Doch bleibt noch die zweite, die demokratiereferentielle Variante der Antwort auf die Frage, was eine Wahl ist. Sie ist die gängige: Der Bürger wählt, sich der zur Verfügung stehenden Auswahl zu stellen. Und spätestens hier wird der Vorschlag Herrs und Speers auch formal obszön. Einmal in die Kabine genötigt nämlich darf nun auch der Neuwähler machen, was ihn schon als Nichtwähler auszeichnete: nicht wählen. Er soll einfach ankreuzen, irgendwas, sich notfalls enthalten. Wer mit einem dermaßen stark moralistisch auftrumpfenden Pathos wie Herr und Speer fordert, gefälligst ‚so zu tun als ob’, und zwar ausschließlich, damit das simulierte Angebot sich durch geheuchelte Nachfrage bestätigt fühlt, muss die mit wesentlichen Grundrechten und Vergangenheitslehren forsch brechende Entmündigung des mündigen Wahlberechtigten normativ begründen statt in der selbstgerechten Pose des jugendstolzen Demokratieingenieurs Nichtwähler zu verhöhnen. Angesichts der Abgeklärtheit aber, mit der Speer und Herr auf den technokratischen Vollzug systemischer Verfahren vertrauen, stellt sich die Frage: Wozu eigentlich noch Demokratie?

 Spätliberale Sozialtechnokratie

Freilich bleibt Demokratie für denjenigen eine unauffindbare black box, dem es ausschließlich darum zu tun ist, durch eine „größere Wahlbeteiligung […] die Legitimation des Parlaments und der Regierung, die es dann wählt“, zu „erhöhen“. Auf Legitimationsprobleme im Spätkapitalismus, so argumentierte nicht erst Habermas im zweiten Band der Theorie des kommunikativen Handelns, pflegen wir mit dynamisiertem Wachstum zu reagieren.
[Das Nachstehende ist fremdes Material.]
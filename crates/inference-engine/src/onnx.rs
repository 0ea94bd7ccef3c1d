//! tract-backed ONNX Models

use crate::model::{HealthClassifier, ValueRegressor};
use crate::InferenceError;
use feature_engine::{HealthFeatureVector, ValueFeatureRow, HEALTH_FEATURE_DIMENSION};
use std::path::{Path, PathBuf};
use tract_onnx::prelude::*;
use tracing::{debug, info, warn};

type OnnxPlan = TypedRunnableModel<TypedModel>;

/// Optimized ONNX graph taking a single `f32[1, n]` input
struct OnnxModel {
    path: PathBuf,
    plan: OnnxPlan,
    input_width: Option<usize>,
}

impl OnnxModel {
    fn load(path: &Path, input_width: Option<usize>) -> Result<Self, InferenceError> {
        info!(path = %path.display(), input_width = ?input_width, "Loading ONNX model");

        let load_err =
            |e: TractError| InferenceError::ModelLoadError(format!("{}: {}", path.display(), e));

        let mut model = tract_onnx::onnx().model_for_path(path).map_err(load_err)?;
        if let Some(width) = input_width {
            model = model
                .with_input_fact(0, f32::fact([1, width]).into())
                .map_err(load_err)?;
        }
        let plan = model
            .into_optimized()
            .and_then(|m| m.into_runnable())
            .map_err(load_err)?;

        info!(path = %path.display(), "Model loaded successfully");
        Ok(Self {
            path: path.to_path_buf(),
            plan,
            input_width,
        })
    }

    fn run(&self, values: &[f64]) -> Result<TVec<TValue>, InferenceError> {
        if let Some(width) = self.input_width {
            if values.len() != width {
                return Err(InferenceError::InvalidInputShape {
                    expected: format!("[1, {}]", width),
                    actual: format!("[1, {}]", values.len()),
                });
            }
        }

        let data: Vec<f32> = values.iter().map(|v| *v as f32).collect();
        let input: Tensor = tract_ndarray::Array2::from_shape_vec((1, values.len()), data)
            .map_err(|e| InferenceError::InferenceFailed(e.to_string()))?
            .into();

        let start = std::time::Instant::now();
        let outputs = self
            .plan
            .run(tvec!(input.into()))
            .map_err(|e| InferenceError::InferenceFailed(e.to_string()))?;
        debug!(
            model = %self.path.display(),
            latency_us = start.elapsed().as_micros() as u64,
            "ONNX inference completed"
        );

        Ok(outputs)
    }
}

/// Class index from a classifier output: an integer label tensor, or a
/// score tensor reduced by argmax.
fn class_index(output: &Tensor) -> Result<usize, InferenceError> {
    let failed = |e: TractError| InferenceError::InvalidOutput(e.to_string());

    if output.datum_type() == i64::datum_type() {
        let view = output.to_array_view::<i64>().map_err(failed)?;
        let label = view
            .iter()
            .next()
            .copied()
            .ok_or_else(|| InferenceError::InvalidOutput("empty label tensor".to_string()))?;
        return usize::try_from(label)
            .map_err(|_| InferenceError::InvalidOutput(format!("negative class index {}", label)));
    }

    let scores = output.cast_to::<f32>().map_err(failed)?;
    let view = scores.to_array_view::<f32>().map_err(failed)?;
    match view.len() {
        0 => Err(InferenceError::InvalidOutput("empty score tensor".to_string())),
        1 => {
            let value = view.iter().next().copied().unwrap_or_default();
            if value < 0.0 {
                Err(InferenceError::InvalidOutput(format!("negative class index {}", value)))
            } else {
                Ok(value.round() as usize)
            }
        }
        _ => Ok(view
            .iter()
            .enumerate()
            .fold((0, f32::MIN), |best, (idx, &score)| {
                if score > best.1 {
                    (idx, score)
                } else {
                    best
                }
            })
            .0),
    }
}

/// Battery health classifier exported to ONNX
pub struct OnnxHealthClassifier {
    model: OnnxModel,
}

impl OnnxHealthClassifier {
    /// Load the classifier; its input is fixed at ten features
    pub fn load(path: impl AsRef<Path>) -> Result<Self, InferenceError> {
        let model = OnnxModel::load(path.as_ref(), Some(HEALTH_FEATURE_DIMENSION))?;
        Ok(Self { model })
    }
}

impl HealthClassifier for OnnxHealthClassifier {
    fn classify(&self, features: &HealthFeatureVector) -> Result<usize, InferenceError> {
        let outputs = self.model.run(features.as_slice())?;
        let first = outputs
            .first()
            .ok_or_else(|| InferenceError::InvalidOutput("model produced no outputs".to_string()))?;
        class_index(first)
    }
}

/// Value-for-money regressor exported to ONNX, with its training column
/// names kept in a JSON sidecar file
pub struct OnnxValueRegressor {
    model: OnnxModel,
    feature_names: Option<Vec<String>>,
}

impl OnnxValueRegressor {
    /// Load the regressor and, if present, its feature-name sidecar.
    ///
    /// A missing sidecar still loads the model, but without the feature-name
    /// capability.
    pub fn load(
        model_path: impl AsRef<Path>,
        features_path: impl AsRef<Path>,
    ) -> Result<Self, InferenceError> {
        let features_path = features_path.as_ref();
        let feature_names = if features_path.exists() {
            Some(read_feature_names(features_path)?)
        } else {
            warn!(
                path = %features_path.display(),
                "Feature names not found, value model will not accept requests"
            );
            None
        };

        let width = feature_names.as_ref().map(Vec::len);
        let model = OnnxModel::load(model_path.as_ref(), width)?;

        Ok(Self {
            model,
            feature_names,
        })
    }
}

impl ValueRegressor for OnnxValueRegressor {
    fn predict(&self, row: &ValueFeatureRow) -> Result<f64, InferenceError> {
        let outputs = self.model.run(row.as_slice())?;
        let first = outputs
            .first()
            .ok_or_else(|| InferenceError::InvalidOutput("model produced no outputs".to_string()))?;

        let failed = |e: TractError| InferenceError::InvalidOutput(e.to_string());
        let values = first.cast_to::<f32>().map_err(failed)?;
        let view = values.to_array_view::<f32>().map_err(failed)?;
        view.iter()
            .next()
            .map(|v| f64::from(*v))
            .ok_or_else(|| InferenceError::InvalidOutput("empty prediction tensor".to_string()))
    }

    fn feature_names(&self) -> Option<&[String]> {
        self.feature_names.as_deref()
    }
}

/// Read the training column names: a JSON array of strings
fn read_feature_names(path: &Path) -> Result<Vec<String>, InferenceError> {
    let contents = std::fs::read_to_string(path)
        .map_err(|e| InferenceError::ModelLoadError(format!("{}: {}", path.display(), e)))?;
    let names: Vec<String> = serde_json::from_str(&contents)
        .map_err(|e| InferenceError::ModelLoadError(format!("{}: {}", path.display(), e)))?;

    info!(path = %path.display(), count = names.len(), "Loaded value model feature names");
    Ok(names)
}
Warum also nicht auch im Zustimmungsdefizit nur ein Beteiligungsquotenproblem erkennen und es aalglatt minimieren?

Das ist das Dilemma, das unter dem Label „Postdemokratie“ seit einigen Jahren verhandelt wird. „Das Unbehagen an der Demokratietheorie“ von Hubertus Buchstein und Dirk Jörke ist vielzitiert, das FJNSB-Schwerpunktheft „Postdemokratie“ nicht minder. Auch in dem der Postdemokratie ebenfalls intensiv nachspürenden Folgeheft der nunmehr „Forschungsjournal Soziale Bewegungen“ genannten Institution fragte in diesem Januar unter dem Titel „Demokratischer Symbolismus“ Emanuel Richter, woran wir Demokratien eigentlich erkennen, wenn doch allerorts die eigentümlichsten Stilblüten, Erregungsecken und digitalen Ätherkrippen als irgendwie „demokratische“ avancieren. Von Colin Crouch, Alain Badiou über Jürgen Habermas, Claus Offe, Herfried Münkler, Sighart Neckel, Raymond Geuss, Chantal Mouffe und Luc Boltanski bis Wolfgang Streck erscheinen dieser Jahre, Monate und Wochen immer häufiger mal mehr resignierte, mal mehr engagierte, insgesamt aber deutlich beunruhigende Zahlen von sich auch der breiten Öffentlichkeit anzeigenden Kritikern scheindemokratischer Fassadenpolitik.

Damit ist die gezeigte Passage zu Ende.